Musimy umieć dostrzegać akty kontemplacji i wysłuchiwać aktów sumienia, które
płyną od naszej osobowej podmiotowości. Ale to oznacza, że musimy przestać
zachwycać się myśleniem i wolnością, które wyprowadzają nas skutecznie poza
sferę realności osobowej. Człowiek musi doświadczyć swojej osobowej aktywności,
która pobudza i aktywizuje jego duchowość, inaczej stanie się takim duchowym
zombie, który wszystko pochłania, ale niczego nie jest w stanie dać innym.

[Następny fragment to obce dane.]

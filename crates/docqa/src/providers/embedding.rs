//! Embedding provider trait and embedder identity

use async_trait::async_trait;
use serde::{Deserialize, Serialize};
use std::fmt;

use crate::error::{Error, Result};

/// Trait for generating text embeddings
///
/// The same provider embeds chunk text at index time and questions at query
/// time. Implementations:
/// - `OllamaEmbedder`: local Ollama server (nomic-embed-text)
#[async_trait]
pub trait EmbeddingProvider: Send + Sync {
    /// Generate embedding for a single text
    async fn embed(&self, text: &str) -> Result<Vec<f32>>;

    /// Generate embeddings for multiple texts, in input order
    ///
    /// Default implementation calls `embed` sequentially.
    async fn embed_batch(&self, texts: &[String]) -> Result<Vec<Vec<f32>>> {
        let mut embeddings = Vec::with_capacity(texts.len());
        for text in texts {
            embeddings.push(self.embed(text).await?);
        }
        Ok(embeddings)
    }

    /// Length of every vector this provider returns
    fn dimensions(&self) -> usize;

    /// Check if the provider is healthy and available
    async fn health_check(&self) -> Result<bool>;

    /// Get provider name for logging
    fn name(&self) -> &str;

    /// Get the embedding model
    fn model(&self) -> &str;
}

/// Identity of an embedding function, stored with every index
///
/// Two indexes are comparable only when their ids are equal.
#[derive(Debug, Clone, PartialEq, Eq, Hash, Serialize, Deserialize)]
pub struct EmbedderId {
    /// Provider name
    pub provider: String,
    /// Model name
    pub model: String,
    /// Vector length
    pub dimensions: usize,
}

impl EmbedderId {
    /// Create an id from its parts
    pub fn new(provider: impl Into<String>, model: impl Into<String>, dimensions: usize) -> Self {
        Self {
            provider: provider.into(),
            model: model.into(),
            dimensions,
        }
    }

    /// Id of a live provider
    pub fn of(provider: &dyn EmbeddingProvider) -> Self {
        Self::new(provider.name(), provider.model(), provider.dimensions())
    }
}

impl fmt::Display for EmbedderId {
    fn fmt(&self, f: &mut fmt::Formatter<'_>) -> fmt::Result {
        write!(f, "{}/{} ({}d)", self.provider, self.model, self.dimensions)
    }
}

/// Re-label a provider failure as an embedding failure, keeping existing ones as-is
pub(crate) fn embedding_failure(provider: &str, error: Error) -> Error {
    match error {
        Error::Embedding { .. } => error,
        other => Error::embedding(provider, other.to_string()),
    }
}

/// Run a batch through `provider`, checking the count and every vector's length
pub(crate) async fn embed_checked(
    provider: &dyn EmbeddingProvider,
    texts: &[String],
) -> Result<Vec<Vec<f32>>> {
    let name = provider.name();
    let vectors = provider
        .embed_batch(texts)
        .await
        .map_err(|e| embedding_failure(name, e))?;

    if vectors.len() != texts.len() {
        return Err(Error::embedding(
            name,
            format!("expected {} embeddings, got {}", texts.len(), vectors.len()),
        ));
    }

    let expected = provider.dimensions();
    if let Some(bad) = vectors.iter().find(|v| v.len() != expected) {
        return Err(Error::embedding(
            name,
            format!("expected {} dimensions, got {}", expected, bad.len()),
        ));
    }

    if vectors.iter().flatten().any(|x| !x.is_finite()) {
        return Err(Error::embedding(name, "embedding contains non-finite values"));
    }

    Ok(vectors)
}

#[cfg(test)]
mod tests {
    use super::*;

    #[test]
    fn test_embedder_id_display() {
        let id = EmbedderId::new("ollama", "nomic-embed-text", 768);
        assert_eq!(id.to_string(), "ollama/nomic-embed-text (768d)");
    }

    struct Constant(Vec<f32>);

    #[async_trait]
    impl EmbeddingProvider for Constant {
        async fn embed(&self, _text: &str) -> Result<Vec<f32>> {
            Ok(self.0.clone())
        }

        fn dimensions(&self) -> usize {
            self.0.len()
        }

        async fn health_check(&self) -> Result<bool> {
            Ok(true)
        }

        fn name(&self) -> &str {
            "constant"
        }

        fn model(&self) -> &str {
            "c1"
        }
    }

    #[tokio::test]
    async fn test_embed_checked_rejects_nan() {
        let texts = vec!["a".to_string()];
        let err = embed_checked(&Constant(vec![0.5, f32::NAN]), &texts)
            .await
            .unwrap_err();
        assert!(matches!(err, Error::Embedding { .. }));

        let ok = embed_checked(&Constant(vec![0.5, 0.5]), &texts).await.unwrap();
        assert_eq!(ok, vec![vec![0.5, 0.5]]);
    }

    #[test]
    fn test_ids_differ_by_model() {
        let a = EmbedderId::new("ollama", "nomic-embed-text", 768);
        let b = EmbedderId::new("ollama", "all-minilm", 768);
        assert_ne!(a, b);
    }
}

69. Doświadczenie wewnętrzne
pełni bardzo ważną rolę w życiu człowieka. Aby odnaleźć swoją tożsamość
(osobową tożsamość), człowiek musi być otwarty na przekaz płynący od podmiotu
osobowego. Powinniśmy czerpać z aktywności osoby, czyli doświadczać aktów
kontemplacji i sumienia. Bez tego zatracamy własną tożsamość, ponieważ ani
myślenie, ani wolność nie stanowią trwałej realności. Tak naprawdę realna jest
nasza osoba oraz podmiotowość ożywcza. To są źródła naszej realności. Jeśli
odwołujemy się do myślenia lub wolności (przecież często się słyszy, że
człowiek jest myśleniem albo że jest wolnością), to jest to raczej zupełnie
nieudana próba wykreowania czegoś na nowo. Nie da się stworzyć człowieka od
nowa. Zostaliśmy stworzeni przez Boga raz na zawsze i powinniśmy tego pilnować.